One advantage of use of lure in general is the reduction in the use of live bait. This contributes to resolving one of the marine environment's more pressing problems; the undermining of marine food webs by overharvesting bait species which tend to occur lower in the food chain. Another advantage of lures is that their use promotes improved survival of fish during catch and release fishing. This is because lures reduce the incidence of deep hooking which has been correlated to fish mortality in many studies.

== Rigs==

A rig is an established terminal tackle setup that combines at least one hooked lure with one or more line sections, sinkers, bobbers, swivels, decorative beads, and sometimes other lures. A rig might be held by a rod, by hand, or attached to a boat or pier. Some rigs are designed to float near the surface of the water, others are designed to sink to the bottom. Some rigs are designed for trolling. Many rigs are designed especially for catching a single species of fish, but will work well for many different species.

=== Daisy chain ===
A daisy chain is a teaser rig consisting of a "chain" or cluster of plastic lures run without hooks, which mimics a school of forage fish that presents abundant food for predators. The purpose of a daisy chain is to attract pelagic fish to the stern of a boat into the lure "spread", which consists of a number of lures rigged with hooks.

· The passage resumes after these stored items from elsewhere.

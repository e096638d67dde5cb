use std::io::BufRead;
use std::time::{Duration, Instant};
use log::debug;
use crate::cache::Cache;
use crate::config::CacheConfig;
use crate::error::Result;
use crate::stats::{Outcome, Stats};
use crate::trace::{AccessRecord, Trace};

/// The simulator owns the cache and the running totals for a run, and feeds trace records through
/// the cache one at a time.
///
/// It supports calling simulate multiple times, and will update the time taken to simulate and the
/// results accordingly
#[derive(Debug)]
pub struct Simulator {
    cache: Cache,
    stats: Stats,
    simulation_time: Duration,
}

impl Simulator {

    /// Creates a new simulator with an empty cache
    ///
    /// # Arguments
    ///
    /// * `config`: The cache geometry
    ///
    /// returns: Result<Simulator, Error>
    pub fn new(config: &CacheConfig) -> Result<Self> {
        let cache = Cache::lru(config)?;
        debug!(
            "Created a cache with {} sets of {} lines, {} byte blocks",
            cache.num_sets(),
            cache.associativity(),
            config.block_size()
        );
        Ok(Self {
            cache,
            stats: Stats::default(),
            simulation_time: Duration::new(0, 0),
        })
    }

    /// Applies a single access and adds its outcome to the totals
    pub fn access(&mut self, record: &AccessRecord) -> Outcome {
        let outcome = self.cache.process(record);
        self.stats.accumulate(&outcome);
        outcome
    }

    /// Replays every record of a trace
    ///
    /// # Arguments
    ///
    /// * `source`: The trace lines
    ///
    /// returns: Result<&Stats, Error>
    pub fn simulate<S: BufRead>(&mut self, source: S) -> Result<&Stats> {
        self.simulate_with(source, |_, _, _| {})
    }

    /// Replays every record of a trace, calling `observer` after each access with the record, its
    /// outcome, and the cache as it is after the access
    ///
    /// This is what per-access reporting hooks into. Stops at the first malformed record or read
    /// failure; the totals then include only the records before it, and shouldn't be reported
    ///
    /// # Arguments
    ///
    /// * `source`: The trace lines
    /// * `observer`: Called once per access
    ///
    /// returns: Result<&Stats, Error>
    pub fn simulate_with<S, F>(&mut self, source: S, mut observer: F) -> Result<&Stats>
    where
        S: BufRead,
        F: FnMut(&AccessRecord, &Outcome, &Cache),
    {
        let start = Instant::now();
        let result: Result<()> = Trace::new(source).try_for_each(|record| {
            let record = record?;
            let outcome = self.access(&record);
            observer(&record, &outcome, &self.cache);
            Ok(())
        });
        self.simulation_time += start.elapsed();
        result?;
        debug!("Finished replaying the trace: {}", self.stats);
        Ok(&self.stats)
    }

    /// The totals so far
    pub fn stats(&self) -> &Stats {
        &self.stats
    }

    /// The cache, for inspecting line state
    pub fn cache(&self) -> &Cache {
        &self.cache
    }

    /// Gets the wall-clock execution time for processing
    pub fn get_execution_time(&self) -> &Duration {
        &self.simulation_time
    }
}

/// Replays a trace against a fresh cache, returning the totals only if the whole trace was valid
///
/// # Examples
///
/// ```
/// use csimlib::config::CacheConfig;
/// use csimlib::simulator::run;
/// let config = CacheConfig::new(0, 2, 0).unwrap();
/// let trace = " L 10,1\n L 20,1\n L 10,1\n L 30,1\n";
/// let stats = run(&config, trace.as_bytes()).unwrap();
/// assert_eq!((stats.hits, stats.misses, stats.evictions), (1, 3, 1));
/// ```
pub fn run<S: BufRead>(config: &CacheConfig, source: S) -> Result<Stats> {
    let mut simulator = Simulator::new(config)?;
    simulator.simulate(source).copied()
}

Typically, a daisy chain's mainline is clear monofilament line with crimped-on droppers that connect the lure to the mainline. The last lure can be rigged with a hook or unrigged. The unrigged versions are used as teasers while the hooked versions are connected to a rod and reel. The lures used on a daisy chain are made from cedar plugs, plastic squids, jets, and other soft and/or hard plastic lures.

In some countries (e.g. New Zealand), daisy chains can sometimes refer to a rig which is used to catch baitfish in a similar arrangement to a "flasher rig" or a "sabiki rig"; a series of hooks with a small piece of colourful material/feather/plastic attached to each hook.